Bisphenol  (BPA) is a chemical used to line food cans, and make some hard plastic containers and toys. BPA has formally been declared a toxic substance by Canadian authorities. (Source: CBC News) This step will make regulation of the the substance easier. Given that BPA had been found in the urine of 91 per cent of Canadians aged 6 to 79 and animal studies were “quite concerning,” “Health Canada considers that sufficient evidence relating to human health has been presented to justify the conclusion that bisphenol A is harmful to human life and should be added to Schedule 1 of [the Canadian Environmental Protection Act].”

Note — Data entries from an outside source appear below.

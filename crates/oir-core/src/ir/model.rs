use std::fmt;

use indexmap::IndexMap;
use serde::Serialize;
use serde_json::Value;

/// Handle of an entity stored in [`Models`]. Two handles are equal exactly
/// when they name the same entity, so they can be used as map keys.
#[derive(Debug, Clone, Copy, PartialEq, Eq, Hash, PartialOrd, Ord, Serialize)]
#[serde(transparent)]
pub struct ModelRef(pub(crate) u32);

impl ModelRef {
    pub fn index(self) -> usize {
        self.0 as usize
    }
}

impl fmt::Display for ModelRef {
    fn fmt(&self, f: &mut fmt::Formatter<'_>) -> fmt::Result {
        write!(f, "#{}", self.0)
    }
}

/// Where a named model came from.
#[derive(Debug, Clone, Copy, PartialEq, Eq, Hash, Serialize)]
#[serde(rename_all = "snake_case")]
pub enum ModelOrigin {
    Schema,
    PathParameters,
    QueryParameters,
    HeaderParameters,
    CookieParameters,
    RequestBody,
    FormData,
    Response,
}

/// A normalized schema.
#[derive(Debug, Clone, PartialEq, Serialize)]
#[serde(tag = "kind", rename_all = "snake_case")]
pub enum ModelDef {
    Object(ObjectModel),
    Array(ArrayModel),
    Enum(EnumModel),
    Extended(ExtendedModel),
    Simple(SimpleModel),
    Constant(ConstantModel),
    Null,
    Unknown,
}

/// Variant discriminant used to filter [`ModelDef`]s.
#[derive(Debug, Clone, Copy, PartialEq, Eq, Hash)]
pub enum ModelKind {
    Object,
    Array,
    Enum,
    Extended,
    Simple,
    Constant,
    Null,
    Unknown,
}

impl ModelDef {
    pub fn kind(&self) -> ModelKind {
        match self {
            ModelDef::Object(_) => ModelKind::Object,
            ModelDef::Array(_) => ModelKind::Array,
            ModelDef::Enum(_) => ModelKind::Enum,
            ModelDef::Extended(_) => ModelKind::Extended,
            ModelDef::Simple(_) => ModelKind::Simple,
            ModelDef::Constant(_) => ModelKind::Constant,
            ModelDef::Null => ModelKind::Null,
            ModelDef::Unknown => ModelKind::Unknown,
        }
    }

    /// Name of a referenceable model.
    pub fn name(&self) -> Option<&str> {
        match self {
            ModelDef::Object(object) => Some(&object.name),
            ModelDef::Enum(enumeration) => Some(&enumeration.name),
            _ => None,
        }
    }

    pub fn as_object(&self) -> Option<&ObjectModel> {
        match self {
            ModelDef::Object(object) => Some(object),
            _ => None,
        }
    }

    pub fn as_enum(&self) -> Option<&EnumModel> {
        match self {
            ModelDef::Enum(enumeration) => Some(enumeration),
            _ => None,
        }
    }

    pub fn as_extended(&self) -> Option<&ExtendedModel> {
        match self {
            ModelDef::Extended(extended) => Some(extended),
            _ => None,
        }
    }

    /// Rename a referenceable model in place; other variants are untouched.
    pub(crate) fn rename(&mut self, name: &str, origin: ModelOrigin) {
        match self {
            ModelDef::Object(object) => {
                object.name = name.to_string();
                object.origin = origin;
                object.name_is_original = true;
            }
            ModelDef::Enum(enumeration) => {
                enumeration.name = name.to_string();
                enumeration.origin = origin;
                enumeration.name_is_original = true;
            }
            _ => {}
        }
    }

    pub fn name_is_original(&self) -> bool {
        match self {
            ModelDef::Object(object) => object.name_is_original,
            ModelDef::Enum(enumeration) => enumeration.name_is_original,
            _ => false,
        }
    }
}

#[derive(Debug, Clone, PartialEq, Serialize)]
pub struct ObjectModel {
    pub name: String,
    pub properties: Vec<Property>,
    #[serde(skip_serializing_if = "Option::is_none")]
    pub additional_properties: Option<ModelRef>,
    pub deprecated: bool,
    #[serde(skip_serializing_if = "Option::is_none")]
    pub description: Option<String>,
    #[serde(skip_serializing_if = "IndexMap::is_empty")]
    pub extensions: IndexMap<String, Value>,
    pub origin: ModelOrigin,
    /// The name was written in the document rather than derived.
    pub name_is_original: bool,
}

impl ObjectModel {
    pub fn property(&self, name: &str) -> Option<&Property> {
        self.properties.iter().find(|p| p.name == name)
    }
}

#[derive(Debug, Clone, PartialEq, Serialize)]
pub struct Property {
    /// May contain `.` for flattened deepObject query parameters.
    pub name: String,
    pub def: ModelRef,
    pub required: bool,
    pub readonly: bool,
    pub writeonly: bool,
    pub deprecated: bool,
    #[serde(skip_serializing_if = "Option::is_none")]
    pub description: Option<String>,
    #[serde(skip_serializing_if = "IndexMap::is_empty")]
    pub extensions: IndexMap<String, Value>,
}

#[derive(Debug, Clone, PartialEq, Serialize)]
pub struct ArrayModel {
    pub items: ModelRef,
}

#[derive(Debug, Clone, Copy, PartialEq, Eq, Serialize)]
#[serde(rename_all = "snake_case")]
pub enum EnumBaseType {
    Integer,
    Number,
    String,
}

#[derive(Debug, Clone, PartialEq, Serialize)]
pub struct EnumModel {
    pub name: String,
    pub base_type: EnumBaseType,
    pub entries: Vec<EnumEntry>,
    #[serde(skip_serializing_if = "Option::is_none")]
    pub format: Option<String>,
    pub deprecated: bool,
    #[serde(skip_serializing_if = "Option::is_none")]
    pub description: Option<String>,
    #[serde(skip_serializing_if = "IndexMap::is_empty")]
    pub extensions: IndexMap<String, Value>,
    pub origin: ModelOrigin,
    pub name_is_original: bool,
}

#[derive(Debug, Clone, PartialEq, Serialize)]
pub struct EnumEntry {
    pub name: String,
    pub value: Value,
    pub deprecated: bool,
    #[serde(skip_serializing_if = "Option::is_none")]
    pub description: Option<String>,
    #[serde(skip_serializing_if = "IndexMap::is_empty")]
    pub extensions: IndexMap<String, Value>,
}

#[derive(Debug, Clone, Copy, PartialEq, Eq, Serialize)]
#[serde(rename_all = "snake_case")]
pub enum Combinator {
    /// `allOf`
    And,
    /// `oneOf` / `anyOf`
    Or,
}

/// A combination of at least one member.
#[derive(Debug, Clone, PartialEq, Serialize)]
pub struct ExtendedModel {
    pub combinator: Combinator,
    pub members: Vec<ModelRef>,
}

#[derive(Debug, Clone, Copy, PartialEq, Eq, Serialize)]
#[serde(rename_all = "snake_case")]
pub enum SimpleType {
    Integer,
    Number,
    String,
    Boolean,
    File,
}

#[derive(Debug, Clone, PartialEq, Serialize)]
pub struct SimpleModel {
    pub base_type: SimpleType,
    #[serde(skip_serializing_if = "Option::is_none")]
    pub format: Option<String>,
}

#[derive(Debug, Clone, PartialEq, Serialize)]
pub struct ConstantModel {
    pub value: Value,
    #[serde(skip_serializing_if = "Option::is_none")]
    pub format: Option<String>,
}

/// The arena every [`ModelRef`] points into.
#[derive(Debug, Clone, Default, PartialEq, Serialize)]
#[serde(transparent)]
pub struct Models {
    entities: Vec<ModelDef>,
}

impl Models {
    pub(crate) fn new(entities: Vec<ModelDef>) -> Self {
        Self { entities }
    }

    pub fn get(&self, handle: ModelRef) -> Option<&ModelDef> {
        self.entities.get(handle.index())
    }

    pub fn len(&self) -> usize {
        self.entities.len()
    }

    pub fn is_empty(&self) -> bool {
        self.entities.is_empty()
    }

    pub fn iter(&self) -> impl Iterator<Item = (ModelRef, &ModelDef)> {
        self.entities
            .iter()
            .enumerate()
            .map(|(i, def)| (ModelRef(i as u32), def))
    }
}

impl std::ops::Index<ModelRef> for Models {
    type Output = ModelDef;

    fn index(&self, handle: ModelRef) -> &ModelDef {
        &self.entities[handle.index()]
    }
}

/// A model that can be referred to by name.
#[derive(Debug, Clone, Copy, PartialEq)]
pub enum ReferenceableModel<'a> {
    Object(&'a ObjectModel),
    Enum(&'a EnumModel),
}

impl<'a> ReferenceableModel<'a> {
    pub fn from_def(def: &'a ModelDef) -> Option<Self> {
        match def {
            ModelDef::Object(object) => Some(ReferenceableModel::Object(object)),
            ModelDef::Enum(enumeration) => Some(ReferenceableModel::Enum(enumeration)),
            _ => None,
        }
    }

    pub fn name(&self) -> &'a str {
        match self {
            ReferenceableModel::Object(object) => &object.name,
            ReferenceableModel::Enum(enumeration) => &enumeration.name,
        }
    }
}

#[cfg(test)]
mod tests {
    use super::*;

    fn object(name: &str) -> ModelDef {
        ModelDef::Object(ObjectModel {
            name: name.to_string(),
            properties: Vec::new(),
            additional_properties: None,
            deprecated: false,
            description: None,
            extensions: IndexMap::new(),
            origin: ModelOrigin::Schema,
            name_is_original: false,
        })
    }

    #[test]
    fn rename_marks_name_as_original() {
        let mut def = object("PetOwner");
        def.rename("Owner", ModelOrigin::Schema);
        assert_eq!(def.name(), Some("Owner"));
        assert!(def.name_is_original());

        let mut null = ModelDef::Null;
        null.rename("Ignored", ModelOrigin::Schema);
        assert_eq!(null, ModelDef::Null);
    }

    #[test]
    fn serializes_with_kind_tag() {
        let def = ModelDef::Simple(SimpleModel {
            base_type: SimpleType::Integer,
            format: Some("int64".into()),
        });
        assert_eq!(
            serde_json::to_value(&def).unwrap(),
            serde_json::json!({"kind": "simple", "base_type": "integer", "format": "int64"})
        );
        assert_eq!(
            serde_json::to_value(ModelDef::Null).unwrap(),
            serde_json::json!({"kind": "null"})
        );
    }

    #[test]
    fn referenceable_only_for_objects_and_enums() {
        let def = object("Pet");
        assert_eq!(ReferenceableModel::from_def(&def).map(|m| m.name()), Some("Pet"));
        assert!(ReferenceableModel::from_def(&ModelDef::Unknown).is_none());
    }
}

The Minister of the Environment’s order notes, “Bisphenol A is an industrial chemical used to make a hard, clear plastic such as polycarbonate, which is used in many consumer products, including reusable water bottles and baby bottles. Bisphenol A is also used in the manufacture of epoxy resins, which act as a protective lining on the inside of metal-based food and beverage cans. Polycarbonates have wide application in consumer products (e.g. repeat-use polycarbonate containers), in medical devices, glazing applications, film and the electronics industry, while epoxy resins are used in protective coatings, structural composites, electrical laminates and as adhesives and sealants.”

This declaration has some mystified. “Just days after the European Food Safety Authority (EFSA) once again confirmed that BPA is safe for use in food-contact items, Environment Canada’s announcement is contrary to the weight of worldwide scientific evidence, unwarranted and will unnecessarily confuse and alarm the public,” said Steven G. Hentges of the [American Chemistry Council]‘s Polycarbonate/BPA Global Group. (Source: Reuters)

MIT oped says global warming is “not worth the fight”

“Global warming is real. It is predominantly anthropogenic. Left unchecked, it will likely warm the earth by 3-7 C by the end of the century. What should the United States do about it?” asks Keith Yost, Staff Columnist for MIT’s The Tech newspaper. His answer is, “Very little, if anything at all… unilateral action will not mitigate climate change…To act unilaterally, or even in conjunction with the [Annex 1 countries], would mean paying the full measure of mitigating climate change while receiving only a fraction of its benefit. It is tempting to play the crusader, to make some moral, if futile stand in defense of our current thermostat setting. But we must be realistic.”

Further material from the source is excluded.